My husband's mother is living with us right now and has disorganized schizophrenia. She lies constantly. I can ask her if she has taken something, she could be standing there holding it in her hand, and she will still deny that she has taken it. She has no grasp on reality, no common sense whatsoever, destoys everything she touches, yet is angry at us every day because we won't allow her to run the clothes washer (she puts all kinds of weird cleaners in it) or cook as she will probably burn the house down. We are in a constant struggle with her because she lies about everything. Yes, she takes her meds consistently because we give them to her and watch her swallow. For some schizophrenics I'm afraid the meds only keep them partially functioning.

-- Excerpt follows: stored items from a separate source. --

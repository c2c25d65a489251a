//! Dashboard orchestration
//!
//! Coordinates concurrent fetches for the dashboard's logical resources, merges
//! partial failures, exposes the current snapshot and endpoint health map, and
//! drives the auto-refresh ticker.
//!
//! A refresh never fails as a whole: each resource settles on its own, failed
//! resources keep their previously-held values (stale-in-place), and the failure
//! count is logged as a warning.

use crate::access::{AccessLayer, Endpoint, HttpTransport};
use crate::cache::CacheStore;
use crate::clock::{Clock, SystemClock};
use crate::config::StormdeckConfig;
use crate::ratelimit::SlidingWindowLimiter;
use crate::Result;
use serde::Serialize;
use serde_json::Value;
use std::collections::HashMap;
use std::sync::Arc;
use std::time::Duration;
use tokio::sync::watch;

/// Read-only view of the latest resource values for the presentation layer
#[derive(Debug, Clone, Default, Serialize)]
pub struct Snapshot {
    pub cyclone_track: Option<Value>,
    pub district_risks: Option<Value>,
    pub advisories: Option<Value>,
    pub shelters: Option<Value>,

    /// Completion time of the last refresh cycle (epoch ms)
    pub last_refresh: Option<i64>,

    /// A refresh cycle is currently in flight
    pub loading: bool,

    /// Human-readable summary of the last cycle's failures, if any
    pub error: Option<String>,
}

impl Snapshot {
    fn slot_mut(&mut self, endpoint: &Endpoint) -> Option<&mut Option<Value>> {
        match endpoint {
            Endpoint::CycloneTrack => Some(&mut self.cyclone_track),
            Endpoint::DistrictRisks => Some(&mut self.district_risks),
            Endpoint::Advisories => Some(&mut self.advisories),
            Endpoint::Shelters => Some(&mut self.shelters),
            _ => None,
        }
    }
}

/// Coordinates the access layer, snapshot state, and refresh scheduling
pub struct Orchestrator {
    access: Arc<AccessLayer>,
    clock: Arc<dyn Clock>,
    ttl: Duration,
    refresh_interval: Duration,
    snapshot: Snapshot,
    health: HashMap<String, bool>,
    snapshot_tx: watch::Sender<Snapshot>,
}

impl Orchestrator {
    /// Assemble from explicitly constructed parts
    pub fn new(
        access: Arc<AccessLayer>,
        clock: Arc<dyn Clock>,
        ttl: Duration,
        refresh_interval: Duration,
    ) -> Self {
        let (snapshot_tx, _) = watch::channel(Snapshot::default());
        Self {
            access,
            clock,
            ttl,
            refresh_interval,
            snapshot: Snapshot::default(),
            health: HashMap::new(),
            snapshot_tx,
        }
    }

    /// Wire up the production stack from configuration
    pub fn from_config(config: &StormdeckConfig) -> Result<Self> {
        let clock: Arc<dyn Clock> = Arc::new(SystemClock);
        let transport = Arc::new(HttpTransport::new(
            config.api.base_url.clone(),
            config.api.request_timeout(),
        )?);
        let access = AccessLayer::with_parts(
            transport,
            CacheStore::new(clock.clone()),
            SlidingWindowLimiter::with_limits(
                clock.clone(),
                config.rate_limit.max_requests,
                config.rate_limit.window(),
            ),
            config.retry.to_retry_config(),
        );
        Ok(Self::new(
            Arc::new(access),
            clock,
            config.cache.ttl(),
            config.refresh_interval(),
        ))
    }

    /// Current snapshot, cloned
    pub fn snapshot(&self) -> Snapshot {
        self.snapshot.clone()
    }

    /// Subscribe to snapshot updates
    pub fn subscribe(&self) -> watch::Receiver<Snapshot> {
        self.snapshot_tx.subscribe()
    }

    /// Latest endpoint health map
    pub fn health(&self) -> HashMap<String, bool> {
        self.health.clone()
    }

    /// Shared access layer, for freshness and budget queries
    pub fn access(&self) -> &AccessLayer {
        &self.access
    }

    fn publish(&self) {
        // No receivers is fine; the snapshot is also readable directly
        let _ = self.snapshot_tx.send(self.snapshot.clone());
    }

    /// Refresh all dashboard resources in parallel, applying whatever succeeds
    pub async fn refresh_all(&mut self) {
        self.snapshot.loading = true;
        self.publish();

        let endpoints = Endpoint::dashboard_resources();
        let fetches = endpoints.iter().map(|e| self.access.fetch(e, self.ttl));
        let results = futures::future::join_all(fetches).await;

        let mut failures = 0usize;
        for (endpoint, result) in endpoints.iter().zip(results) {
            match result {
                Ok(Some(value)) => {
                    if let Some(slot) = self.snapshot.slot_mut(endpoint) {
                        *slot = Some(value);
                    }
                }
                // Rate limited with nothing cached: leave previous state in place
                Ok(None) => {}
                Err(e) => {
                    failures += 1;
                    tracing::warn!(
                        endpoint = %endpoint,
                        error = %e,
                        "Resource refresh failed, keeping previous state"
                    );
                }
            }
        }

        self.snapshot.loading = false;
        self.snapshot.last_refresh = Some(self.clock.now_ms());
        self.snapshot.error = if failures > 0 {
            Some(format!(
                "{} of {} resources failed to refresh",
                failures,
                endpoints.len()
            ))
        } else {
            None
        };

        if failures > 0 {
            tracing::warn!(failures, total = endpoints.len(), "Partial refresh");
        } else {
            tracing::debug!("Refresh cycle complete");
        }
        self.publish();
    }

    /// Hazard analysis for a route, through the same cache/limit/retry policy
    pub async fn analyze_route(
        &self,
        source: &str,
        destination: &str,
    ) -> Result<Option<Value>> {
        let endpoint = Endpoint::RouteAnalysis {
            source: source.to_string(),
            destination: destination.to_string(),
        };
        self.access.fetch(&endpoint, self.ttl).await
    }

    /// Aggregate hazard summary, through the same cache/limit/retry policy
    pub async fn fetch_summary(&self) -> Result<Option<Value>> {
        self.access.fetch(&Endpoint::Summary, self.ttl).await
    }

    /// Probe each upstream endpoint once and record reachability
    ///
    /// Best-effort: any probe error is swallowed into `false` for that endpoint,
    /// so a catastrophic transport failure yields an all-false map.
    pub async fn check_health(&mut self) -> HashMap<String, bool> {
        let mut health = HashMap::new();

        for endpoint in Endpoint::dashboard_resources() {
            let healthy = match self.access.probe(&endpoint).await {
                // Reachable means the service answered, even with a client error
                Ok(response) => response.status < 500,
                Err(e) => {
                    tracing::debug!(endpoint = %endpoint, error = %e, "Health probe failed");
                    false
                }
            };
            health.insert(endpoint.key(), healthy);
        }

        self.health = health.clone();
        health
    }

    /// Auto-refresh loop: refresh immediately, then on every tick until the
    /// shutdown signal flips to true
    pub async fn run(&mut self, mut shutdown: watch::Receiver<bool>) -> Result<()> {
        tracing::info!(
            interval_secs = self.refresh_interval.as_secs(),
            "Starting auto-refresh loop"
        );

        let mut interval = tokio::time::interval(self.refresh_interval);

        loop {
            tokio::select! {
                _ = interval.tick() => {
                    self.refresh_all().await;
                }
                changed = shutdown.changed() => {
                    if changed.is_err() || *shutdown.borrow() {
                        break;
                    }
                }
            }
        }

        tracing::info!("Auto-refresh loop stopped");
        Ok(())
    }
}

#[cfg(test)]
mod tests {
    use super::*;
    use crate::access::{RetryConfig, Transport, TransportResponse};
    use crate::clock::ManualClock;
    use crate::StormdeckError;
    use serde_json::json;
    use std::sync::Mutex;

    /// Transport with canned per-path responses; unknown paths fail as network errors
    struct MapTransport {
        responses: Mutex<HashMap<String, Result<TransportResponse>>>,
    }

    impl MapTransport {
        fn new() -> Arc<Self> {
            Arc::new(Self {
                responses: Mutex::new(HashMap::new()),
            })
        }

        fn respond(&self, path: &str, result: Result<TransportResponse>) {
            self.responses
                .lock()
                .unwrap()
                .insert(path.to_string(), result);
        }

        fn respond_ok(&self, path: &str, body: Value) {
            self.respond(path, Ok(TransportResponse { status: 200, body }));
        }
    }

    #[async_trait::async_trait]
    impl Transport for MapTransport {
        async fn request(&self, path: &str) -> Result<TransportResponse> {
            match self.responses.lock().unwrap().get(path) {
                Some(Ok(response)) => Ok(response.clone()),
                Some(Err(e)) => Err(StormdeckError::Other(e.to_string())),
                None => Err(StormdeckError::Network(format!("unreachable: {}", path))),
            }
        }
    }

    fn orchestrator_with(transport: Arc<MapTransport>) -> Orchestrator {
        let clock: Arc<dyn Clock> = Arc::new(ManualClock::default());
        let access = AccessLayer::with_parts(
            transport,
            CacheStore::new(clock.clone()),
            SlidingWindowLimiter::new(clock.clone()),
            RetryConfig::quick(),
        );
        Orchestrator::new(
            Arc::new(access),
            clock,
            Duration::from_secs(300),
            Duration::from_millis(50),
        )
    }

    fn respond_all_ok(transport: &MapTransport) {
        transport.respond_ok("/api/cyclone/track", json!({"name": "Belal"}));
        transport.respond_ok("/api/districts/risk", json!([{"district": "Moka"}]));
        transport.respond_ok("/api/advisories", json!([{"class": 2}]));
        transport.respond_ok("/api/shelters", json!([]));
    }

    #[tokio::test]
    async fn test_refresh_all_applies_every_success() {
        let transport = MapTransport::new();
        respond_all_ok(&transport);
        let mut orch = orchestrator_with(transport);

        orch.refresh_all().await;

        let snapshot = orch.snapshot();
        assert_eq!(snapshot.cyclone_track, Some(json!({"name": "Belal"})));
        assert_eq!(snapshot.district_risks, Some(json!([{"district": "Moka"}])));
        assert_eq!(snapshot.advisories, Some(json!([{"class": 2}])));
        assert_eq!(snapshot.shelters, Some(json!([])));
        assert!(!snapshot.loading);
        assert!(snapshot.last_refresh.is_some());
        assert_eq!(snapshot.error, None);
    }

    #[tokio::test]
    async fn test_partial_failure_keeps_previous_state() {
        let transport = MapTransport::new();
        respond_all_ok(&transport);
        let mut orch = orchestrator_with(transport.clone());

        orch.refresh_all().await;
        assert_eq!(orch.snapshot().error, None);

        // Districts start failing with a non-retryable client error; its cache
        // entry must expire for the failure to surface at all
        transport.respond(
            "/api/districts/risk",
            Ok(TransportResponse {
                status: 404,
                body: Value::Null,
            }),
        );
        orch.access.invalidate(Some(&Endpoint::DistrictRisks));

        orch.refresh_all().await;

        let snapshot = orch.snapshot();
        // Previous district data is kept in place
        assert_eq!(snapshot.district_risks, Some(json!([{"district": "Moka"}])));
        assert_eq!(
            snapshot.error,
            Some("1 of 4 resources failed to refresh".to_string())
        );
        // The other resources still refreshed
        assert_eq!(snapshot.cyclone_track, Some(json!({"name": "Belal"})));
    }

    #[tokio::test]
    async fn test_snapshot_subscription_sees_updates() {
        let transport = MapTransport::new();
        respond_all_ok(&transport);
        let mut orch = orchestrator_with(transport);

        let rx = orch.subscribe();
        orch.refresh_all().await;

        let seen = rx.borrow().clone();
        assert!(seen.last_refresh.is_some());
        assert_eq!(seen.cyclone_track, Some(json!({"name": "Belal"})));
    }

    #[tokio::test]
    async fn test_check_health_mixed() {
        let transport = MapTransport::new();
        transport.respond_ok("/api/cyclone/track", json!({}));
        transport.respond(
            "/api/districts/risk",
            Ok(TransportResponse {
                status: 404,
                body: Value::Null,
            }),
        );
        transport.respond(
            "/api/advisories",
            Ok(TransportResponse {
                status: 503,
                body: Value::Null,
            }),
        );
        // Shelters unmapped: network error

        let mut orch = orchestrator_with(transport);
        let health = orch.check_health().await;

        assert_eq!(health.get("cyclone_track"), Some(&true));
        // 4xx means the service answered: reachable
        assert_eq!(health.get("district_risks"), Some(&true));
        assert_eq!(health.get("advisories"), Some(&false));
        assert_eq!(health.get("shelters"), Some(&false));
        assert_eq!(orch.health(), health);
    }

    #[tokio::test]
    async fn test_all_endpoints_down_yields_all_false() {
        let transport = MapTransport::new();
        let mut orch = orchestrator_with(transport);

        let health = orch.check_health().await;
        assert_eq!(health.len(), 4);
        assert!(health.values().all(|&healthy| !healthy));
    }

    #[tokio::test]
    async fn test_analyze_route_uses_parameterized_endpoint() {
        let transport = MapTransport::new();
        transport.respond_ok(
            "/api/routes/analysis?from=Moka&to=Flacq",
            json!({"risk": "moderate"}),
        );
        let orch = orchestrator_with(transport);

        let result = orch.analyze_route("Moka", "Flacq").await.unwrap();
        assert_eq!(result, Some(json!({"risk": "moderate"})));
    }

    #[tokio::test]
    async fn test_fetch_summary() {
        let transport = MapTransport::new();
        transport.respond_ok("/api/summary", json!({"overall": "orange"}));
        let orch = orchestrator_with(transport);

        let summary = orch.fetch_summary().await.unwrap();
        assert_eq!(summary, Some(json!({"overall": "orange"})));
    }

    #[tokio::test]
    async fn test_run_stops_on_shutdown_signal() {
        let transport = MapTransport::new();
        respond_all_ok(&transport);
        let mut orch = orchestrator_with(transport);

        let (shutdown_tx, shutdown_rx) = watch::channel(false);
        let handle = tokio::spawn(async move {
            orch.run(shutdown_rx).await.unwrap();
            orch
        });

        // Let at least one tick fire, then stop
        tokio::time::sleep(Duration::from_millis(80)).await;
        shutdown_tx.send(true).unwrap();

        let orch = tokio::time::timeout(Duration::from_secs(1), handle)
            .await
            .expect("loop did not stop")
            .unwrap();
        assert!(orch.snapshot().last_refresh.is_some());
    }
}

I've been with my boyfriend who is a paranoid schizophrenia. I just thought he was different when we met and I'm bi-polar so i accepted his quirkiness. The the actual behaviors I've heard about started to manifest. There are imaginary bugs(spiders) on him or invisable touching by spirits, he layers his clothes- like for example 3 t-shirts and a jacket and it's 85 degrees out. I picked up his socks to put them in the laundry and he had 3 pairs on. H does'nt change and shower everyday annd will wear the same items for 5 days straight and I do remind him often. I am now dealing with all the lies he's told me. I always trusted him, but at the same time I knew very little about his condition. It seems to be gettting worse and he refuses to recieve medication. When he's not having a psychotic episode he's wonderful.Our neighbor found him wandering a couple of miles from our place- he must of known something about hiself was wrong because out of his muttering he sent my neighbor to get me. Eventually I was able to talk him into the car and out of the parink lot. Anormal drive to our place is 10 minutes. This took over an hour. He trust me and I get so worried about him Tomorrow he's suppose to go to Las vegas and stay with his grandparents for a while but he keeps changing things he told me and now he says that he has to go into hiding. It's so sad to watch him go further and further down the rabbit hole. He's only 29 and was diagnosed at about 13.
lies are schizophrenia...distortions of reality.....want truth
I think I know what the truth is but I think that I am believing distortions of the perception of my mind. I am not able to believe what is in reality because I do not know or can recognize what reality is for me. I am constantly bombarded by distortions of reality. I can't seem to get to it. I know there has to be something I can grab on to that is reality in my life. I am having such a hard time recognizing it in my own life. I want to believe the truth that I can be successful even though I have this distortion in my mind. I just want to get to the truth and not believe the distortions of my perception that are in my mind. I always think thoughts that are good and can be me and can be successful but I can never seem to fully live these thoughts out
I have a condition similar to mild schizophrenia (schizotypal personality disorder) and I also lie a lot. I can't say for certain one causes the other but in my experience they are connected. I have no interest in hurting anyone or manipulating anyone, and most of my lies are intended to protect myself from persecution. I think living with delusions and hallucinatory experiences has blurred the lines for me between truth and fiction, and more so living with the contents of those delusions (being surrounded, in my delusion which at the time seems very real,by people who are all playing roles in a conspiracy) has distorted my standards of behavior.